Show that a polynomial $f(x)$ over a field $k$ is irreducible if the polynomial $f(x+1)$ is irreducible

Question

I was thinking of using contradiction by assuming that that $f(x)$ is reducible but I really don't know how to continue from that idea.

Answer 1

Assume that $f(x)$ is reducible. Then:

$\exists \ h(x), \ g(x) \in \mathbb K[x]$ such that $f(x) = g(x)h(x)$.

Then: $f(x + 1) = g(x+1)h(x+1)$, and so reducible. A contradiction.

Answer 2

Let's prove the contrapositive: That if $f(x)$ is reducible then $g(x) \equiv f(x+1)$ is also reducible. That is logically equivalent to the statement to be proven.
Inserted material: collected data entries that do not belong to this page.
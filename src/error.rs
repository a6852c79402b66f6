use thiserror::Error;

/// Domain-level errors surfaced by the data core.
///
/// Loader I/O and parse failures are reported through `anyhow` with
/// row/column context; the variants here are the conditions callers are
/// expected to match on.
#[derive(Debug, Error, PartialEq, Eq)]
pub enum DataError {
    /// A selection string that maps to no known feature. Configuration or
    /// programming error: rejected instead of defaulting to an arbitrary
    /// feature.
    #[error("unknown feature selection: '{0}'")]
    UnknownFeature(String),

    /// `survived` outside {0, 1} in the source table.
    #[error("row {row}: survived must be 0 or 1, got {value}")]
    SurvivedOutOfDomain { row: usize, value: u8 },
}
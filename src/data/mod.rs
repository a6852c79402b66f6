/// Data layer: core types, loading, preparation, and aggregation.
///
/// Architecture:
/// ```text
///  assets/titanic.csv (or .csv / .json path)
///        │
///        ▼
///   ┌──────────┐
///   │  loader   │  parse + validate rows → Vec<RawPassenger>
///   └──────────┘
///        │
///        ▼
///   ┌──────────┐
///   │ prepare   │  impute age/embarked, derive bands → Prepared
///   └──────────┘     (population + survivors, immutable)
///        │
///        ▼
///   ┌──────────┐   ┌──────────┐
///   │ aggregate │   │  filter   │  per-selection counts/rates/histograms
///   └──────────┘   └──────────┘
/// ```
pub mod aggregate;
pub mod binning;
pub mod filter;
pub mod loader;
pub mod model;
pub mod prepare;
Since $f(x)$ is reducible there exists some $x_0\in K:f(x_0)=0$. Then since $1 \in K$ and $K$ is a field, $y\equiv x_0-1 \in K$. And $$ g(y) = f((x_0-1)+1) = f(x_0) = 0 $$ so $g(x)$ is reducible.

EDITED in response to Bill's comment:

This "proof" is invalid. Yes, if $f(x)$ has a zero then $g(x)$ is irreducible. But we don't know that $f(x)$ has a zero; all we know is that it is irreducible. So "step 1.5" in the above proof is hogwash. Sorry.